Neither of those are emulators, DOS or otherwise. They are command
interpreters. The former is a 16-bit DOS program, and the latter is
an ordinary Win32 program, that has _nothing whatsoever_ to do with
DOS. The _single_ "DOS emulator" is NTVDM, the Windows NT Virtual DOS
Machine.

<URL:http://homepages.tesco.net./~J.deBoynePollard/FGA/a-cli-is-not-a-
dos-prompt.html>

From: santosh on
J de Boyne Pollard wrote:

> s> BTW, what wrong in using a DOS bootdisk. I really don't see
> s> why you should go "off-campus" just for a simple thing like this.
>
> My educated guess is that the university's IT services department
> doesn't allow the machines to be booted from floppy disc, in order to
> prevent students from installing viruses or corrupting the installed
> operating system and application softwares.

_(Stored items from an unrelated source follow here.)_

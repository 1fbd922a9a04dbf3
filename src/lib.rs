//! # Triplex Modbus - Protocol Engine for Three Framings
//!
//! A Modbus implementation in pure Rust speaking both sides of the protocol
//! (client and server) over serial RTU, serial ASCII and TCP, with the
//! composite RTU-over-TCP and RTU-over-USB-HID backends on top.
//!
//! ## Features
//!
//! - **Three framings, one engine**: the application layer is written once;
//!   CRC-16, LRC and MBAP framing are interchangeable codecs
//! - **Client and server**: request/confirmation exchange with strict
//!   validation, and a reply dispatcher over pluggable storage backends
//! - **Length inference**: the receive engine derives frame lengths from the
//!   function code when they cannot be predicted
//! - **Per-session state**: transaction ids, timeouts, quirks and recovery
//!   modes live in the session, never in globals
//! - **Memory safe**: pure Rust, no unsafe code
//!
//! ## Supported Function Codes
//!
//! | Code | Function | Client | Server |
//! |------|----------|--------|--------|
//! | 0x01 | Read Coils | yes | yes |
//! | 0x02 | Read Discrete Inputs | yes | yes |
//! | 0x03 | Read Holding Registers | yes | yes |
//! | 0x04 | Read Input Registers | yes | yes |
//! | 0x05 | Write Single Coil | yes | yes |
//! | 0x06 | Write Single Register | yes | yes |
//! | 0x07 | Read Exception Status | yes | yes |
//! | 0x0F | Write Multiple Coils | yes | yes |
//! | 0x10 | Write Multiple Registers | yes | yes |
//! | 0x11 | Report Server ID | yes | yes |
//! | 0x16 | Mask Write Register | yes | yes |
//! | 0x17 | Write And Read Registers | yes | yes |
//! | 0x2B/0x0E | Read Device Identification | yes | yes |
//!
//! ## Quick Start
//!
//! ```rust,no_run
//! use triplex_modbus::{ModbusClient, ModbusTcpClient, ModbusResult};
//! use std::time::Duration;
//!
//! #[tokio::main]
//! async fn main() -> ModbusResult<()> {
//!     let mut client = ModbusTcpClient::connect("127.0.0.1:502", Duration::from_secs(5)).await?;
//!
//!     // Read holding registers
//!     let values = client.read_03(1, 0, 10).await?;
//!     println!("Read registers: {:?}", values);
//!
//!     // Write single register
//!     client.write_06(1, 100, 0x1234).await?;
//!
//!     client.close().await?;
//!     Ok(())
//! }
//! ```

// ============================================================================
// Core modules
// ============================================================================

/// Core error types and result handling
pub mod error;

/// Modbus protocol constants based on the official specification
pub mod constants;

/// PDU with stack-allocated fixed array
pub mod pdu;

/// Modbus protocol definitions and message handling
pub mod protocol;

/// Frame codecs: RTU (CRC-16), ASCII (LRC), TCP (MBAP)
pub mod frame;

/// Transport adapters for TCP, serial and in-memory streams
pub mod transport;

/// Receive engine: timeouts and frame-length inference
pub mod engine;

/// Per-session configuration: timeouts, quirks, server id
pub mod config;

/// Logging hooks
pub mod logging;

/// Modbus client implementations
pub mod client;

/// Modbus server: indication receive and reply dispatch
pub mod server;

/// Storage backends for the server role
pub mod storage;

/// Error-recovery policy
pub mod recovery;

/// Read device identification objects (FC43/0x0E)
pub mod identification;

/// RTU over USB-HID report framing
pub mod hid;

// ============================================================================
// Re-exports for convenience
// ============================================================================

pub use client::{GenericModbusClient, ModbusClient, ModbusRtuOverTcpClient, ModbusTcpClient, ServerIdReport};
pub use config::{ByteTimeout, Quirks, SessionConfig, TimeoutSpec};
pub use constants::*;
pub use engine::MsgType;
pub use error::{errno, ExceptionCode, ModbusError, ModbusResult};
pub use frame::{crc16, lrc8, AduParts, FrameFormat, Framing};
pub use identification::{DeviceIdResponse, DeviceIdentification, ReadDeviceIdCode};
pub use logging::{CallbackLogger, TraceFn};
pub use pdu::{ModbusPdu, PduBuilder};
pub use protocol::{ExpectedLength, ModbusFunction, ModbusRequest, ModbusResponse, SlaveId};
pub use recovery::ErrorRecovery;
pub use server::{Indication, ServerSession};
pub use storage::{pack_bits, unpack_bits, ModbusMapping, StorageBackend};
pub use transport::{ModbusTransport, StreamTransport, TcpTransport, TransportStats};

#[cfg(feature = "serial")]
pub use client::{ModbusAsciiClient, ModbusRtuClient};

#[cfg(feature = "serial")]
pub use transport::{RtsMode, SerialConfig, SerialTransport};

/// Modbus TCP default port
pub const DEFAULT_TCP_PORT: u16 = 502;

/// Library version
pub const VERSION: &str = env!("CARGO_PKG_VERSION");

/// Get library information
pub fn info() -> String {
    format!("Triplex Modbus v{} - Modbus RTU/ASCII/TCP protocol engine", VERSION)
}
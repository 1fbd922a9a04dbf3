//! Logging hooks
//!
//! Diagnostics normally flow through `tracing`; sessions embedded in hosts
//! with their own logging (language bindings, supervisory frameworks) can
//! install callbacks instead. Two streams are kept apart the way the
//! C-heritage API did with its out/error user-data pointers: ordinary trace
//! lines and error lines. The core never writes to stdout or stderr itself.

use std::fmt;
use std::sync::Arc;

use tracing::{debug, warn};

/// A trace sink; closures capture whatever state the host needs
pub type TraceFn = Arc<dyn Fn(&str) + Send + Sync>;

/// Per-session logger with optional user callbacks
#[derive(Clone, Default)]
pub struct CallbackLogger {
    out: Option<TraceFn>,
    error: Option<TraceFn>,
}

impl fmt::Debug for CallbackLogger {
    fn fmt(&self, f: &mut fmt::Formatter<'_>) -> fmt::Result {
        f.debug_struct("CallbackLogger")
            .field("out", &self.out.is_some())
            .field("error", &self.error.is_some())
            .finish()
    }
}

impl CallbackLogger {
    /// Logger routing everything to `tracing`
    pub fn new() -> Self {
        Self::default()
    }

    /// Install an ordinary-trace callback
    pub fn with_out(mut self, out: TraceFn) -> Self {
        self.out = Some(out);
        self
    }

    /// Install an error-trace callback
    pub fn with_error(mut self, error: TraceFn) -> Self {
        self.error = Some(error);
        self
    }

    /// Emit an ordinary trace line
    pub fn trace_out(&self, message: &str) {
        match &self.out {
            Some(callback) => callback(message),
            None => debug!("{}", message),
        }
    }

    /// Emit an error trace line
    pub fn trace_error(&self, message: &str) {
        match &self.error {
            Some(callback) => callback(message),
            None => warn!("{}", message),
        }
    }

    /// Hex-dump an outbound frame
    pub fn dump_sent(&self, adu: &[u8]) {
        self.trace_out(&format!("[{}] ->", dump(adu)));
    }

    /// Hex-dump an inbound frame
    pub fn dump_received(&self, adu: &[u8]) {
        self.trace_out(&format!("[{}] <-", dump(adu)));
    }
}

fn dump(adu: &[u8]) -> String {
    adu.iter()
        .map(|b| format!("{:02X}", b))
        .collect::<Vec<_>>()
        .join(" ")
}
//! Modbus protocol definitions and message handling
//!
//! The application layer is identical across RTU, ASCII and TCP: a request
//! descriptor is rendered into a PDU, the framing layer wraps it into an ADU,
//! and the confirmation is validated against the request. This module owns
//! the descriptors and the per-function arithmetic; framing lives in
//! [`crate::frame`].

use crate::constants::*;
use crate::error::{ModbusError, ModbusResult};
use crate::pdu::{ModbusPdu, PduBuilder};

/// Modbus server (slave/unit) identifier
pub type SlaveId = u8;

/// Supported Modbus function codes
#[derive(Debug, Clone, Copy, PartialEq, Eq, Hash)]
pub enum ModbusFunction {
    /// FC01 - read coils
    ReadCoils,
    /// FC02 - read discrete inputs
    ReadDiscreteInputs,
    /// FC03 - read holding registers
    ReadHoldingRegisters,
    /// FC04 - read input registers
    ReadInputRegisters,
    /// FC05 - write single coil
    WriteSingleCoil,
    /// FC06 - write single register
    WriteSingleRegister,
    /// FC07 - read exception status (serial line)
    ReadExceptionStatus,
    /// FC15 - write multiple coils
    WriteMultipleCoils,
    /// FC16 - write multiple registers
    WriteMultipleRegisters,
    /// FC17 - report server id (serial line)
    ReportServerId,
    /// FC22 - mask write register
    MaskWriteRegister,
    /// FC23 - write then read registers in one transaction
    WriteAndReadRegisters,
    /// FC43/0x0E - read device identification
    ReadDeviceId,
}

impl ModbusFunction {
    /// Wire function code
    pub fn to_u8(self) -> u8 {
        match self {
            Self::ReadCoils => FC_READ_COILS,
            Self::ReadDiscreteInputs => FC_READ_DISCRETE_INPUTS,
            Self::ReadHoldingRegisters => FC_READ_HOLDING_REGISTERS,
            Self::ReadInputRegisters => FC_READ_INPUT_REGISTERS,
            Self::WriteSingleCoil => FC_WRITE_SINGLE_COIL,
            Self::WriteSingleRegister => FC_WRITE_SINGLE_REGISTER,
            Self::ReadExceptionStatus => FC_READ_EXCEPTION_STATUS,
            Self::WriteMultipleCoils => FC_WRITE_MULTIPLE_COILS,
            Self::WriteMultipleRegisters => FC_WRITE_MULTIPLE_REGISTERS,
            Self::ReportServerId => FC_REPORT_SERVER_ID,
            Self::MaskWriteRegister => FC_MASK_WRITE_REGISTER,
            Self::WriteAndReadRegisters => FC_WRITE_AND_READ_REGISTERS,
            Self::ReadDeviceId => FC_READ_DEVICE_ID,
        }
    }

    /// Decode a wire function code; `None` for codes outside the supported set
    pub fn from_u8(code: u8) -> Option<Self> {
        match code {
            FC_READ_COILS => Some(Self::ReadCoils),
            FC_READ_DISCRETE_INPUTS => Some(Self::ReadDiscreteInputs),
            FC_READ_HOLDING_REGISTERS => Some(Self::ReadHoldingRegisters),
            FC_READ_INPUT_REGISTERS => Some(Self::ReadInputRegisters),
            FC_WRITE_SINGLE_COIL => Some(Self::WriteSingleCoil),
            FC_WRITE_SINGLE_REGISTER => Some(Self::WriteSingleRegister),
            FC_READ_EXCEPTION_STATUS => Some(Self::ReadExceptionStatus),
            FC_WRITE_MULTIPLE_COILS => Some(Self::WriteMultipleCoils),
            FC_WRITE_MULTIPLE_REGISTERS => Some(Self::WriteMultipleRegisters),
            FC_REPORT_SERVER_ID => Some(Self::ReportServerId),
            FC_MASK_WRITE_REGISTER => Some(Self::MaskWriteRegister),
            FC_WRITE_AND_READ_REGISTERS => Some(Self::WriteAndReadRegisters),
            FC_READ_DEVICE_ID => Some(Self::ReadDeviceId),
            _ => None,
        }
    }

    /// True for the four read functions whose replies carry a byte-count prefix
    pub fn is_read(self) -> bool {
        matches!(
            self,
            Self::ReadCoils
                | Self::ReadDiscreteInputs
                | Self::ReadHoldingRegisters
                | Self::ReadInputRegisters
        )
    }

    /// Per-function quantity maximum from the specification, if the function
    /// carries a quantity at all
    pub fn max_quantity(self) -> Option<u16> {
        match self {
            Self::ReadCoils | Self::ReadDiscreteInputs => Some(MAX_READ_BITS),
            Self::ReadHoldingRegisters | Self::ReadInputRegisters => Some(MAX_READ_REGISTERS),
            Self::WriteSingleCoil | Self::WriteSingleRegister | Self::MaskWriteRegister => Some(1),
            Self::WriteMultipleCoils => Some(MAX_WRITE_BITS),
            Self::WriteMultipleRegisters => Some(MAX_WRITE_REGISTERS),
            Self::WriteAndReadRegisters => Some(MAX_WR_READ_REGISTERS),
            Self::ReadExceptionStatus | Self::ReportServerId | Self::ReadDeviceId => None,
        }
    }
}

/// Expected length of a confirmation PDU, derived from the request.
///
/// `Undefined` means the length cannot be predicted from the request alone
/// (the reply carries its own length prefix or object list); the receive
/// engine then falls back to its length-inference state machine.
#[derive(Debug, Clone, Copy, PartialEq, Eq)]
pub enum ExpectedLength {
    /// Exact PDU length in bytes
    Known(usize),
    /// Length only discoverable while receiving
    Undefined,
}

/// A Modbus request descriptor held while awaiting the confirmation
#[derive(Debug, Clone)]
pub struct ModbusRequest {
    /// Addressed server (slave id on serial, unit id on TCP)
    pub slave_id: SlaveId,
    /// Requested function
    pub function: ModbusFunction,
    /// Starting address (read address for FC23)
    pub address: u16,
    /// Element count (read count for FC23; coil value for FC05 is carried in `data`)
    pub quantity: u16,
    /// Function-specific payload, already in wire byte order
    pub data: Vec<u8>,
}

impl ModbusRequest {
    /// Read request for FC01-04
    pub fn new_read(slave_id: SlaveId, function: ModbusFunction, address: u16, quantity: u16) -> Self {
        Self {
            slave_id,
            function,
            address,
            quantity,
            data: Vec::new(),
        }
    }

    /// Render the request into a PDU
    pub fn to_pdu(&self) -> ModbusResult<ModbusPdu> {
        match self.function {
            ModbusFunction::ReadCoils
            | ModbusFunction::ReadDiscreteInputs
            | ModbusFunction::ReadHoldingRegisters
            | ModbusFunction::ReadInputRegisters => {
                PduBuilder::build_read_request(self.function.to_u8(), self.address, self.quantity)
            }
            ModbusFunction::WriteSingleCoil | ModbusFunction::WriteSingleRegister => {
                PduBuilder::new()
                    .function_code(self.function.to_u8())?
                    .address(self.address)?
                    .data(&self.data)
                    .map(|b| b.build())
            }
            ModbusFunction::ReadExceptionStatus => PduBuilder::build_read_exception_status(),
            ModbusFunction::WriteMultipleCoils | ModbusFunction::WriteMultipleRegisters => {
                PduBuilder::new()
                    .function_code(self.function.to_u8())?
                    .address(self.address)?
                    .quantity(self.quantity)?
                    .byte(self.data.len() as u8)?
                    .data(&self.data)
                    .map(|b| b.build())
            }
            ModbusFunction::ReportServerId => PduBuilder::build_report_server_id(),
            ModbusFunction::MaskWriteRegister => {
                // Both masks already rendered into `data`
                PduBuilder::new()
                    .function_code(self.function.to_u8())?
                    .address(self.address)?
                    .data(&self.data)
                    .map(|b| b.build())
            }
            ModbusFunction::WriteAndReadRegisters => {
                // Write-part (address, quantity, byte count, values) in `data`
                PduBuilder::new()
                    .function_code(self.function.to_u8())?
                    .address(self.address)?
                    .quantity(self.quantity)?
                    .data(&self.data)
                    .map(|b| b.build())
            }
            ModbusFunction::ReadDeviceId => PduBuilder::new()
                .function_code(0x2B)?
                .data(&self.data)
                .map(|b| b.build()),
        }
    }

    /// Predict the confirmation PDU length from this request.
    ///
    /// The report-server-id reply carries an 8-bit length prefix and the
    /// device-identification reply an object list, so both are `Undefined`.
    pub fn expected_response_length(&self) -> ExpectedLength {
        let n = self.quantity as usize;
        match self.function {
            ModbusFunction::ReadCoils | ModbusFunction::ReadDiscreteInputs => {
                ExpectedLength::Known(2 + n.div_ceil(8))
            }
            ModbusFunction::ReadHoldingRegisters
            | ModbusFunction::ReadInputRegisters => ExpectedLength::Known(2 + 2 * n),
            ModbusFunction::WriteAndReadRegisters => ExpectedLength::Known(2 + 2 * n),
            ModbusFunction::WriteSingleCoil
            | ModbusFunction::WriteSingleRegister
            | ModbusFunction::WriteMultipleCoils
            | ModbusFunction::WriteMultipleRegisters => ExpectedLength::Known(5),
            ModbusFunction::MaskWriteRegister => ExpectedLength::Known(7),
            ModbusFunction::ReadExceptionStatus => ExpectedLength::Known(2),
            ModbusFunction::ReportServerId | ModbusFunction::ReadDeviceId => {
                ExpectedLength::Undefined
            }
        }
    }
}

/// A decoded, checksum-verified confirmation or indication payload
#[derive(Debug, Clone)]
pub struct ModbusResponse {
    /// Server the frame came from (slave byte or MBAP unit id)
    pub slave_id: SlaveId,
    /// Raw function code, exception flag included
    pub function: u8,
    /// PDU bytes after the function code
    data: Vec<u8>,
}

impl ModbusResponse {
    /// Wrap a decoded PDU
    pub fn new(slave_id: SlaveId, function: u8, data: Vec<u8>) -> Self {
        Self {
            slave_id,
            function,
            data,
        }
    }

    /// Function-specific payload (after the function code)
    pub fn data(&self) -> &[u8] {
        &self.data
    }

    /// True when the exception flag is set
    pub fn is_exception(&self) -> bool {
        self.function & EXCEPTION_FLAG != 0
    }

    /// Exception code byte, if this is an exception reply
    pub fn exception_code(&self) -> Option<u8> {
        if self.is_exception() {
            self.data.first().copied()
        } else {
            None
        }
    }

    /// Parse a FC01/FC02 style payload: byte-count prefix then packed bits,
    /// LSB of the first byte being the first requested bit
    pub fn parse_bits(&self) -> ModbusResult<Vec<bool>> {
        let byte_count = *self
            .data
            .first()
            .ok_or_else(|| ModbusError::bad_data("Empty bit response"))? as usize;

        if self.data.len() < 1 + byte_count {
            return Err(ModbusError::bad_data(format!(
                "Bit response truncated: {} data bytes, byte count {}",
                self.data.len() - 1,
                byte_count
            )));
        }

        let mut bits = Vec::with_capacity(byte_count * 8);
        for &byte in &self.data[1..1 + byte_count] {
            for bit in 0..8 {
                bits.push(byte & (1 << bit) != 0);
            }
        }
        Ok(bits)
    }

    /// Parse a FC03/FC04/FC23 style payload: byte-count prefix then
    /// big-endian 16-bit registers
    pub fn parse_registers(&self) -> ModbusResult<Vec<u16>> {
        let byte_count = *self
            .data
            .first()
            .ok_or_else(|| ModbusError::bad_data("Empty register response"))? as usize;

        if byte_count % 2 != 0 || self.data.len() < 1 + byte_count {
            return Err(ModbusError::bad_data(format!(
                "Register response malformed: {} data bytes, byte count {}",
                self.data.len() - 1,
                byte_count
            )));
        }

        let mut registers = Vec::with_capacity(byte_count / 2);
        for pair in self.data[1..1 + byte_count].chunks_exact(2) {
            registers.push(((pair[0] as u16) << 8) | pair[1] as u16);
        }
        Ok(registers)
    }

    /// Big-endian u16 at an offset into the payload
    pub fn u16_at(&self, offset: usize) -> ModbusResult<u16> {
        if offset + 2 <= self.data.len() {
            Ok(((self.data[offset] as u16) << 8) | self.data[offset + 1] as u16)
        } else {
            Err(ModbusError::bad_data("Response too short"))
        }
    }
}
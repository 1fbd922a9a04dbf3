//! Modbus server: indication receive and reply dispatch
//!
//! A [`ServerSession`] owns a transport, a framing, and a storage backend.
//! [`receive_indication`](ServerSession::receive_indication) runs the receive
//! engine in unknown-length mode and filters serial frames addressed to other
//! servers; [`reply`](ServerSession::reply) verifies the request, invokes the
//! backend, and sends the matching response or exception.
//!
//! The session serves one transport. Multi-connection servers keep one
//! session per accepted connection (or swap the transport of a single
//! session) and drive them from their own accept/poll loop; the engine never
//! multiplexes by itself.
//!
//! # Example
//!
//! ```rust,no_run
//! use triplex_modbus::{FrameFormat, ModbusMapping, ModbusResult, ServerSession};
//! use triplex_modbus::transport::{StreamTransport};
//! use tokio::net::TcpListener;
//!
//! #[tokio::main]
//! async fn main() -> ModbusResult<()> {
//!     let listener = TcpListener::bind("0.0.0.0:502").await?;
//!     let (socket, _) = listener.accept().await?;
//!
//!     let mapping = ModbusMapping::new(100, 100, 100, 100);
//!     let mut session =
//!         ServerSession::new(StreamTransport::new(socket), FrameFormat::Tcp, mapping);
//!     loop {
//!         session.serve_once().await?;
//!     }
//! }
//! ```

use tracing::debug;

use crate::config::{Quirks, SessionConfig};
use crate::constants::*;
use crate::engine::{receive_adu, MsgType};
use crate::error::{ExceptionCode, ModbusError, ModbusResult};
use crate::frame::{FrameFormat, Framing};
use crate::identification::DeviceIdentification;
use crate::logging::CallbackLogger;
use crate::protocol::ExpectedLength;
use crate::storage::{pack_bits, unpack_bits, StorageBackend};
use crate::transport::ModbusTransport;

/// A received, integrity-checked request frame
#[derive(Debug, Clone)]
pub struct Indication {
    /// Transaction id to echo (TCP only)
    pub tid: Option<u16>,
    /// Server address the request was sent to
    pub slave_id: u8,
    /// Function code plus function-specific data
    pub pdu: Vec<u8>,
}

impl Indication {
    /// Whether this request was broadcast on a serial bus
    pub fn is_broadcast(&self) -> bool {
        self.slave_id == BROADCAST_ADDRESS
    }

    fn u16_at(&self, offset: usize) -> u16 {
        ((self.pdu[offset] as u16) << 8) | self.pdu[offset + 1] as u16
    }
}

/// Outcome of the verification stage of the dispatcher
enum Verdict {
    /// Response PDU ready to send
    Respond(Vec<u8>),
    /// Exception to emit; the flag requests a sleep-and-flush first because
    /// the indication's length fields could not be trusted
    Except(ExceptionCode, bool),
}

/// Server session: transport + framing + storage backend
pub struct ServerSession<T: ModbusTransport, B: StorageBackend> {
    transport: T,
    framing: Framing,
    config: SessionConfig,
    backend: B,
    identification: Option<DeviceIdentification>,
    server_id_text: Vec<u8>,
    logger: CallbackLogger,
    /// After a foreign indication on a shared bus, the addressed server's
    /// confirmation is the next frame and must be skipped
    confirmation_to_ignore: bool,
}
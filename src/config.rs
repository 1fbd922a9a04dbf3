//! Per-session configuration
//!
//! A session carries its own timeouts, server id, quirks and recovery mode;
//! nothing is process-global. Builders follow the `with_*` convention.

use std::time::Duration;

use crate::constants::*;
use crate::error::{ModbusError, ModbusResult};
use crate::protocol::SlaveId;
use crate::recovery::ErrorRecovery;

/// A seconds + microseconds timeout, validated the way the C-heritage API
/// expects: `{0, 0}` and microseconds >= 1 000 000 are rejected.
#[derive(Debug, Clone, Copy, PartialEq, Eq)]
pub struct TimeoutSpec {
    /// Whole seconds
    pub seconds: u32,
    /// Microsecond remainder, in `[0, 1_000_000)`
    pub microseconds: u32,
}

impl TimeoutSpec {
    /// Validate and build a timeout value
    pub fn new(seconds: u32, microseconds: u32) -> ModbusResult<Self> {
        if microseconds >= 1_000_000 {
            return Err(ModbusError::invalid_argument(format!(
                "Timeout microseconds {} out of range",
                microseconds
            )));
        }
        if seconds == 0 && microseconds == 0 {
            return Err(ModbusError::invalid_argument("Zero timeout is not allowed"));
        }
        Ok(Self {
            seconds,
            microseconds,
        })
    }

    /// Build from milliseconds (must be non-zero)
    pub fn from_millis(ms: u64) -> ModbusResult<Self> {
        Self::new((ms / 1000) as u32, ((ms % 1000) * 1000) as u32)
    }

    /// Convert to a `Duration` for the tokio timers
    #[inline]
    pub fn as_duration(&self) -> Duration {
        Duration::new(self.seconds as u64, self.microseconds * 1000)
    }
}

/// Inter-character timeout; `Disabled` mirrors the negative-seconds
/// convention and lets the start-timeout budget cover the whole frame
#[derive(Debug, Clone, Copy, PartialEq, Eq)]
pub enum ByteTimeout {
    /// Applied between successive byte arrivals within one frame
    Enabled(TimeoutSpec),
    /// No inter-character limit
    Disabled,
}

/// Compatibility quirks, off by default
#[derive(Debug, Clone, Copy, PartialEq, Eq, Default)]
pub struct Quirks(u8);

impl Quirks {
    /// Standard behavior
    pub const NONE: Quirks = Quirks(0);
    /// Accept server ids up to 255 instead of 247
    pub const MAX_SLAVE: Quirks = Quirks(1 << 0);
    /// Non-standard: reply even to broadcast requests
    pub const REPLY_TO_BROADCAST: Quirks = Quirks(1 << 1);

    /// Whether all quirks in `other` are enabled
    #[inline]
    pub fn contains(self, other: Quirks) -> bool {
        self.0 & other.0 == other.0
    }

    /// Enable the quirks in `other`
    #[inline]
    pub fn insert(&mut self, other: Quirks) {
        self.0 |= other.0;
    }
}

impl std::ops::BitOr for Quirks {
    type Output = Quirks;

    fn bitor(self, rhs: Quirks) -> Quirks {
        Quirks(self.0 | rhs.0)
    }
}

/// Session-level configuration shared by client and server roles
#[derive(Debug, Clone)]
pub struct SessionConfig {
    /// Addressed server id (client role) or own server id (server role)
    pub slave: SlaveId,
    /// Budget between issuing a wait and the first byte of the confirmation
    pub response_timeout: TimeoutSpec,
    /// Budget between successive bytes of one frame
    pub byte_timeout: ByteTimeout,
    /// Budget a server applies while listening for an indication
    pub indication_timeout: Duration,
    /// Error-recovery mode bitset
    pub recovery: ErrorRecovery,
    /// Compatibility quirks bitset
    pub quirks: Quirks,
    /// Hex-dump frames through the logging hooks
    pub debug: bool,
}

impl Default for SessionConfig {
    fn default() -> Self {
        Self {
            slave: 1,
            response_timeout: TimeoutSpec::from_millis(DEFAULT_RESPONSE_TIMEOUT_MS)
                .expect("default response timeout is valid"),
            byte_timeout: ByteTimeout::Enabled(
                TimeoutSpec::from_millis(DEFAULT_BYTE_TIMEOUT_MS)
                    .expect("default byte timeout is valid"),
            ),
            indication_timeout: Duration::from_secs(INDICATION_TIMEOUT_SECS),
            recovery: ErrorRecovery::NONE,
            quirks: Quirks::NONE,
            debug: false,
        }
    }
}

impl SessionConfig {
    /// New configuration with defaults
    pub fn new() -> Self {
        Self::default()
    }

    /// Highest server id this session accepts
    pub fn max_slave(&self) -> u8 {
        if self.quirks.contains(Quirks::MAX_SLAVE) {
            MAX_SERVER_ID_RELAXED
        } else {
            MAX_SERVER_ID
        }
    }

    /// Set the server id, validating it against the configured bound
    pub fn set_slave(&mut self, slave: SlaveId) -> ModbusResult<()> {
        if slave > self.max_slave() {
            return Err(ModbusError::invalid_argument(format!(
                "Server id {} out of range 0..={}",
                slave,
                self.max_slave()
            )));
        }
        self.slave = slave;
        Ok(())
    }

    /// Builder: server id (validated)
    pub fn with_slave(mut self, slave: SlaveId) -> ModbusResult<Self> {
        self.set_slave(slave)?;
        Ok(self)
    }

    /// Builder: response timeout
    pub fn with_response_timeout(mut self, timeout: TimeoutSpec) -> Self {
        self.response_timeout = timeout;
        self
    }

    /// Builder: byte timeout
    pub fn with_byte_timeout(mut self, timeout: ByteTimeout) -> Self {
        self.byte_timeout = timeout;
        self
    }

    /// Builder: recovery mode
    pub fn with_recovery(mut self, recovery: ErrorRecovery) -> Self {
        self.recovery = recovery;
        self
    }

    /// Builder: quirks
    pub fn with_quirks(mut self, quirks: Quirks) -> Self {
        self.quirks = quirks;
        self
    }

    /// Builder: debug frame dumps
    pub fn with_debug(mut self, debug: bool) -> Self {
        self.debug = debug;
        self
    }
}

#[cfg(test)]
mod tests {
    use super::*;

    #[test]
    fn test_timeout_validation() {
        assert!(TimeoutSpec::new(0, 0).is_err());
        assert!(TimeoutSpec::new(0, 1_000_000).is_err());
        assert!(TimeoutSpec::new(0, 999_999).is_ok());
        assert!(TimeoutSpec::new(1, 0).is_ok());
    }

    #[test]
    fn test_timeout_duration_conversion() {
        let spec = TimeoutSpec::from_millis(1500).unwrap();
        assert_eq!(spec.seconds, 1);
        assert_eq!(spec.microseconds, 500_000);
        assert_eq!(spec.as_duration(), Duration::from_millis(1500));
    }

    #[test]
    fn test_quirks_bitset() {
        let mut quirks = Quirks::NONE;
        assert!(!quirks.contains(Quirks::MAX_SLAVE));

        quirks.insert(Quirks::MAX_SLAVE);
        assert!(quirks.contains(Quirks::MAX_SLAVE));
        assert!(!quirks.contains(Quirks::REPLY_TO_BROADCAST));

        let both = Quirks::MAX_SLAVE | Quirks::REPLY_TO_BROADCAST;
        assert!(both.contains(Quirks::MAX_SLAVE));
        assert!(both.contains(Quirks::REPLY_TO_BROADCAST));
    }

    #[test]
    fn test_slave_range_standard_and_relaxed() {
        let mut config = SessionConfig::new();
        assert!(config.set_slave(247).is_ok());
        assert!(config.set_slave(248).is_err());

        config.quirks.insert(Quirks::MAX_SLAVE);
        assert!(config.set_slave(255).is_ok());
    }

    #[test]
    fn test_defaults() {
        let config = SessionConfig::default();
        assert_eq!(config.response_timeout.as_duration(), Duration::from_millis(500));
        assert_eq!(
            config.byte_timeout,
            ByteTimeout::Enabled(TimeoutSpec::from_millis(500).unwrap())
        );
        assert_eq!(config.indication_timeout, Duration::from_secs(60));
        assert!(!config.debug);
    }
}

And my educated response is that the professors can set up the system
using their floppies. No one was speaking about allowing students to
upload software.

Anyway if the use Bochs+FreeDOS they are assured of security and a
workable real-mode environment. No need to go off-campus for this.

From: Phil Carmody on
J de Boyne Pollard <j.deboynepollard(a)tesco.net> writes:
> T> As indicated, you can access SOME hardware under the two
> T> DOS emulators (COMMAND.COM and CMD.EXE).
>
> Neither of those are emulators, DOS or otherwise. They are command
> interpreters. The former is a 16-bit DOS program, and the latter is
> an ordinary Win32 program, that has _nothing whatsoever_ to do with
> DOS. The _single_ "DOS emulator" is NTVDM, the Windows NT Virtual DOS
> Machine.
>
> <URL:http://homepages.tesco.net./~J.deBoynePollard/FGA/a-cli-is-not-a-
> dos-prompt.html>

You seem to be confusing the filename "COMMAND", with the name
of the program, "MS-DOS". Only Microsoft have the right to dictate
what the name of their program is, and if they say that the CLI
is called "MS-DOS", and that the commands you type into it
are called "MS-DOS commands", then the CLI is called "MS-DOS",
and the commands you type into it are called "MS-DOS commands"
whether you like it or not. And they do. Sure, they use the same
name for the CLI that's part of the OS as they do for the whole
OS, which is a poor choice, but it's a choice that they had the
right to make, as it's their product, not yours.

Phil
--
Dear aunt, let's set so double the killer delete select all.
-- Microsoft voice recognition live demonstration
From: Ted Davis on
On Thu, 01 Nov 2007 23:04:02 +0200, Phil Carmody wrote:

> ""Your CONFIG.SYS file contains commands that are not valid MS-DOS
> commands,""

CONFIG.SYS is processed before the command processor loads. It is in fact
processed by the OS loader or the OS itself.

--
T.E.D. (tdavis(a)umr.edu)


From: H. Peter Anvin on
Ted Davis wrote:
> On Thu, 01 Nov 2007 23:04:02 +0200, Phil Carmody wrote:
>
>> ""Your CONFIG.SYS file contains commands that are not valid MS-DOS
>> commands,""
>
> CONFIG.SYS is processed before the command processor loads. It is in fact
> processed by the OS loader or the OS itself.
>

Yes, and in the latest versions of DOS (Win95/DOS 7 or higher, I
believe) MSDOS.SYS is also a text file with configuration commands.